# Leather tramper becoming a rubber tramper



## Brother X (Jun 27, 2016)

Hey all, after years and years of being a leather tramper and motorcycle traveler, I've decided to make a lateral move into van living. This will be new to me and I'm still searching for my future home on wheels. My plans are to make a mobile video editing studio/living space out of a van. As I've never lived out of a van before, this will be all new to me and I welcome any advice on:


Tips on locating a good, affordable van (I'm in central California)
Types of vehicles that are best
Tips on parking
Any interior remodeling tricks

My plan is to use trucker showers, campsite showers, and local gyms when I'm in one area for a longer period of time. I'm thinking a lidded, 5 gallon bucket with sawdust and ashes for a late night "bathroom" (same as what I use when in the wilderness). I have a queen size air mattress and a lot of camping gear, including a alcohol stove and lots of dehydrated food. Am I missing anything? Any tips any of you US based van dwellers can pass along?

I'm not is a big hurry, taking my time, finding the right van and taking time to build it out the way I want ti before I leave my current living situation. So, if anyone experienced have any tips on things I may be overlooking, I welcome your expert advice. 

If any of you ever roll through the Central Coast Cali area, hmu and we'll get a beer and a sandwich.


----------



## landpirate (Jun 27, 2016)

Insulate whatever vehicle you get really well. It'll keep you warm in the winter and cool in the summer. I spend a lot of my life either too hot or cold in my van. I think the guy that i bought the van off scrimped on that front and I'm paying the price now.

Live in your van with the bare minimum before you get onto building anything too permanent because sometimes there can be a few layout options and until you really work out what you want you don't want to make any expensive mistakes.

Last thing is you can't have enough storage space, utilise every inch you can


----------



## MilkaNoobie (Jun 27, 2016)

Glad I am not the only one in the transition period to van living ... race you


----------



## MilkaNoobie (Jun 27, 2016)

Plan on joining "planet fitness" and truck stops for all my hygeine needs


----------



## Brother X (Jun 27, 2016)

Good thinking on the 


landpirate said:


> Live in your van with the bare minimum before you get onto building anything too permanent because sometimes there can be a few layout options and until you really work out what you want you don't want to make any expensive mistakes.



yeah, I was thinking of making modular stuff that can be moved around and re-secured in new locations throughout the van.

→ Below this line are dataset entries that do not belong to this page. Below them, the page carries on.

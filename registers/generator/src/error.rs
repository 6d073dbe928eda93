// Licensed under the Apache-2.0 license

//! Error taxonomy of the compiler core.
//!
//! - [`Violation`]: structural problems, batch-collected by the validator.
//! - [`AllocationError`]: every [`AllocationFailure`] found by the allocator.
//! - [`EmitError`]: fatal emitter failures (unknown target, unvalidated input).
//! - [`CompileError`]: the union returned by [`crate::compile`].

use thiserror::Error;

/// Why an access tag was rejected.
#[derive(Clone, Copy, Debug, PartialEq, Eq)]
pub enum InvalidAccessReason {
    /// The tag is not one of the known access types.
    UnknownTag,
    /// The access type needs a reset value and none was given.
    MissingReset,
}

impl std::fmt::Display for InvalidAccessReason {
    fn fmt(&self, f: &mut std::fmt::Formatter<'_>) -> std::fmt::Result {
        match self {
            InvalidAccessReason::UnknownTag => f.write_str("unknown access type"),
            InvalidAccessReason::MissingReset => f.write_str("access type requires a reset value"),
        }
    }
}

/// A structural problem in a register file definition.
///
/// Locations are spelled `REGISTER` or `REGISTER.FIELD`.
#[derive(Clone, Debug, Error, PartialEq, Eq)]
pub enum Violation {
    #[error("data width {width} is not one of 8, 16, 32 or 64")]
    InvalidDataWidth { width: u8 },

    #[error("register name `{name}` collides with `{first}`")]
    DuplicateRegisterName { name: String, first: String },

    #[error("{register}: field name `{name}` collides with `{first}`")]
    DuplicateFieldName {
        register: String,
        name: String,
        first: String,
    },

    #[error("{register}: fields `{first}` and `{second}` overlap at bit {bit}")]
    FieldOverlap {
        register: String,
        first: String,
        second: String,
        bit: u32,
    },

    #[error("{register}.{field}: bits [{position}, {position}+{width}) do not fit a {data_width}-bit register")]
    FieldOutOfRange {
        register: String,
        field: String,
        position: u32,
        width: u32,
        data_width: u8,
    },

    #[error("address {address:#x} of `{second}` collides with `{first}`")]
    AddressCollision {
        address: u64,
        first: String,
        second: String,
    },

    #[error("{register}: address {address:#x} is not a multiple of {unit} bytes")]
    AddressMisaligned {
        register: String,
        address: u64,
        unit: u64,
    },

    #[error("{register}: address {address:#x} does not fit a {address_width}-bit address space")]
    AddressOutOfRange {
        register: String,
        address: u64,
        address_width: u8,
    },

    #[error("{location}: `{tag}`: {reason}")]
    InvalidAccessType {
        location: String,
        tag: String,
        reason: InvalidAccessReason,
    },

    #[error("{location}: reset value {reset:#x} does not fit {width} bits")]
    ResetOutOfRange {
        location: String,
        reset: u64,
        width: u32,
    },

    #[error("{location}: lock target `{target}` is not another field of this register file")]
    UnknownLockTarget { location: String, target: String },

    #[error("{location}: reset value {reset:#x} disagrees with {register_reset:#x} taken from the register reset")]
    ResetConflict {
        location: String,
        reset: u64,
        register_reset: u64,
    },

    /// Two distinct names normalise to the same generated identifier.
    #[error("{second}: generated identifier `{identifier}` collides with `{first}`")]
    IdentifierCollision {
        identifier: String,
        first: String,
        second: String,
    },
}

/// One problem found while placing registers in the address space.
#[derive(Clone, Debug, Error, PartialEq, Eq)]
pub enum AllocationFailure {
    #[error("address {address:#x} of `{second}` collides with `{first}`")]
    Collision {
        address: u64,
        first: String,
        second: String,
    },

    #[error("register `{register}` at {address:#x} does not fit a {address_width}-bit address space")]
    OutOfRange {
        register: String,
        address: u64,
        address_width: u8,
    },
}

/// Allocation failed; holds every failure of the run.
#[derive(Clone, Debug, Error, PartialEq, Eq)]
#[error("address allocation failed with {} problem(s)", .0.len())]
pub struct AllocationError(pub Vec<AllocationFailure>);

/// Fatal emitter failures.
#[derive(Debug, Error)]
pub enum EmitError {
    #[error("unsupported output target `{0}`")]
    UnsupportedTarget(String),

    /// The model reached the emitter without passing validation/allocation.
    #[error("model is not ready for emission: {0}")]
    Unvalidated(String),

    #[error("failed to format output")]
    Format(#[from] std::fmt::Error),
}

/// Everything [`crate::compile`] can fail with.
#[derive(Debug, Error)]
pub enum CompileError {
    #[error("register file has {} structural violation(s)", .0.len())]
    Structural(Vec<Violation>),

    #[error(transparent)]
    Allocation(#[from] AllocationError),

    #[error(transparent)]
    Emit(#[from] EmitError),
}

impl CompileError {
    /// Individual problem descriptions, one per line of user-facing output.
    pub fn details(&self) -> Vec<String> {
        match self {
            CompileError::Structural(violations) => {
                violations.iter().map(|v| v.to_string()).collect()
            }
            CompileError::Allocation(err) => err.0.iter().map(|f| f.to_string()).collect(),
            CompileError::Emit(err) => vec![err.to_string()],
        }
    }
}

I am designing the system in Sketchup, but will finalize it after I know what I have to work with measurement wise. 



AmelyMiles said:


> lan on joining "planet fitness" and truck stops for all my hygeine needs



Yeah, I was thinking of getting a membership to something that had a lot of locations nationwide, like 24 hour fitness, etc.


----------



## MilkaNoobie (Jun 28, 2016)

Isn't 24hr fitness a western gym not a national one?


----------



## Brother X (Jun 28, 2016)

AmelyMiles said:


> Isn't 24hr fitness a western gym not a national one?



Limited nationawide: http://www.24hourfitness.com/ClubList/
But they hit all the states I'll be sticking to.

Outside of that I'll hit YMCAs etc, with day passes.


----------